▶ **What needs to be done**: Bring together all lines from the listing below that contain the string "struct".
↓↓↓
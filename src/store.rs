use std::fs;
use std::io;
use std::path::Path;

use camino::{Utf8Path, Utf8PathBuf};
use directories::BaseDirs;
use serde::{Deserialize, Serialize};
use tempfile::{Builder, TempDir};
use tracing::debug;

use crate::error::KiraError;

const MARKER_FILE: &str = "version.json";
const STAGING_PREFIX: &str = ".staging-";

/// Local cache of downloaded source artifacts.
///
/// Layout: `<root>/<source>/version.json` names the current instance, which
/// lives in `<root>/<source>/<version>/`.
#[derive(Debug, Clone)]
pub struct Store {
    root: Utf8PathBuf,
}

impl Store {
    pub fn new(root: Utf8PathBuf) -> Self {
        Self { root }
    }

    pub fn default_root() -> Result<Utf8PathBuf, KiraError> {
        BaseDirs::new()
            .and_then(|dirs| {
                Utf8PathBuf::from_path_buf(
                    dirs.home_dir().join(".cache").join("kira-biodata-graph"),
                )
                .ok()
            })
            .ok_or_else(|| KiraError::Filesystem("unable to resolve cache directory".to_string()))
    }

    pub fn root(&self) -> &Utf8Path {
        &self.root
    }

    pub fn source_dir(&self, source_id: &str) -> Utf8PathBuf {
        self.root.join(source_id)
    }

    pub fn marker_path(&self, source_id: &str) -> Utf8PathBuf {
        self.source_dir(source_id).join(MARKER_FILE)
    }

    pub fn instance_dir(&self, source_id: &str, version: &str) -> Utf8PathBuf {
        self.source_dir(source_id).join(version)
    }

    pub fn read_marker(&self, source_id: &str) -> Result<Option<VersionMarker>, KiraError> {
        let path = self.marker_path(source_id);
        if !path.as_std_path().exists() {
            return Ok(None);
        }
        let content = fs::read_to_string(path.as_std_path())
            .map_err(|err| KiraError::Filesystem(format!("read {path}: {err}")))?;
        let marker = serde_json::from_str(&content)
            .map_err(|err| KiraError::Filesystem(format!("parse {path}: {err}")))?;
        Ok(Some(marker))
    }

    /// Directory of the instance the marker points at.
    pub fn current_instance(&self, source_id: &str) -> Result<Utf8PathBuf, KiraError> {
        let missing = |path: &Utf8Path| KiraError::MissingSource {
            source_id: source_id.to_string(),
            path: path.to_string(),
        };
        let marker = self
            .read_marker(source_id)?
            .ok_or_else(|| missing(&self.marker_path(source_id)))?;
        let dir = self.instance_dir(source_id, &marker.version);
        if !dir.as_std_path().is_dir() {
            return Err(missing(&dir));
        }
        Ok(dir)
    }

    /// Path of one artifact in the current instance.
    pub fn artifact(&self, source_id: &str, file: &str) -> Result<Utf8PathBuf, KiraError> {
        let path = self.current_instance(source_id)?.join(file);
        if !path.as_std_path().is_file() {
            return Err(KiraError::MissingSource {
                source_id: source_id.to_string(),
                path: path.to_string(),
            });
        }
        Ok(path)
    }

    /// Scratch directory for a download in progress. Dropped unless committed.
    pub fn stage(&self, source_id: &str) -> Result<TempDir, KiraError> {
        let dir = self.source_dir(source_id);
        fs::create_dir_all(dir.as_std_path())
            .map_err(|err| KiraError::Filesystem(err.to_string()))?;
        Builder::new()
            .prefix(STAGING_PREFIX)
            .tempdir_in(dir.as_std_path())
            .map_err(|err| KiraError::Filesystem(err.to_string()))
    }

    /// Promotes a staged download to the instance named by `marker`, then
    /// points the marker at it. The previous instance stays readable until the
    /// marker has been replaced.
    pub fn commit(&self, staged: TempDir, marker: &VersionMarker) -> Result<Utf8PathBuf, KiraError> {
        let instance = self.instance_dir(&marker.source, &marker.version);
        replace_dir(staged.path(), instance.as_std_path())
            .map_err(|err| KiraError::Filesystem(format!("install {instance}: {err}")))?;
        Self::write_marker(&self.marker_path(&marker.source), marker)?;
        self.prune(&marker.source, &marker.version)?;
        Ok(instance)
    }

    pub fn write_marker(path: &Utf8Path, marker: &VersionMarker) -> Result<(), KiraError> {
        if let Some(parent) = path.parent() {
            fs::create_dir_all(parent.as_std_path())
                .map_err(|err| KiraError::Filesystem(err.to_string()))?;
        }
        let tmp_path = path.with_extension("json.tmp");
        let content = serde_json::to_vec_pretty(marker)
            .map_err(|err| KiraError::Filesystem(err.to_string()))?;
        fs::write(tmp_path.as_std_path(), &content)
            .map_err(|err| KiraError::Filesystem(err.to_string()))?;
        fs::rename(tmp_path.as_std_path(), path.as_std_path())
            .map_err(|err| KiraError::Filesystem(err.to_string()))?;
        Ok(())
    }

    // Older instances and abandoned staging dirs.
    fn prune(&self, source_id: &str, keep: &str) -> Result<(), KiraError> {
        let dir = self.source_dir(source_id);
        let entries =
            fs::read_dir(dir.as_std_path()).map_err(|err| KiraError::Filesystem(err.to_string()))?;
        for entry in entries {
            let entry = entry.map_err(|err| KiraError::Filesystem(err.to_string()))?;
            let path = entry.path();
            let name = entry.file_name();
            let name = name.to_string_lossy();
            if !path.is_dir() || name == keep {
                continue;
            }
            debug!(source = source_id, dir = %path.display(), "removing superseded instance");
            fs::remove_dir_all(&path).map_err(|err| KiraError::Filesystem(err.to_string()))?;
        }
        Ok(())
    }
}

#[derive(Debug, Clone, PartialEq, Serialize, Deserialize)]
pub struct VersionMarker {
    pub source: String,
    pub version: String,
    #[serde(default)]
    pub upstream_version: Option<String>,
    pub downloaded_at: String,
    pub tool: String,
    pub files: Vec<String>,
    #[serde(default)]
    pub scope: Vec<String>,
}

impl VersionMarker {
    pub fn new(source: &str, version: &str, files: Vec<String>, scope: Vec<String>) -> Self {
        Self {
            source: source.to_string(),
            version: version.to_string(),
            upstream_version: None,
            downloaded_at: chrono::Utc::now().to_rfc3339(),
            tool: format!("kira-bg/{}", env!("CARGO_PKG_VERSION")),
            files,
            scope,
        }
    }

    pub fn covers(&self, scope: &[String]) -> bool {
        scope.iter().all(|item| self.scope.contains(item))
    }
}

/// Replaces `to` with `from`, keeping the old directory until the new one is
/// in place.
pub fn replace_dir(from: &Path, to: &Path) -> io::Result<()> {
    if !to.exists() {
        return fs::rename(from, to);
    }
    let backup = to.with_extension("old");
    if backup.exists() {
        fs::remove_dir_all(&backup)?;
    }
    fs::rename(to, &backup)?;
    if let Err(err) = fs::rename(from, to) {
        fs::rename(&backup, to)?;
        return Err(err);
    }
    fs::remove_dir_all(&backup)
}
↑↑↑
▶ **Written response**:
pub struct Store {
pub struct VersionMarker {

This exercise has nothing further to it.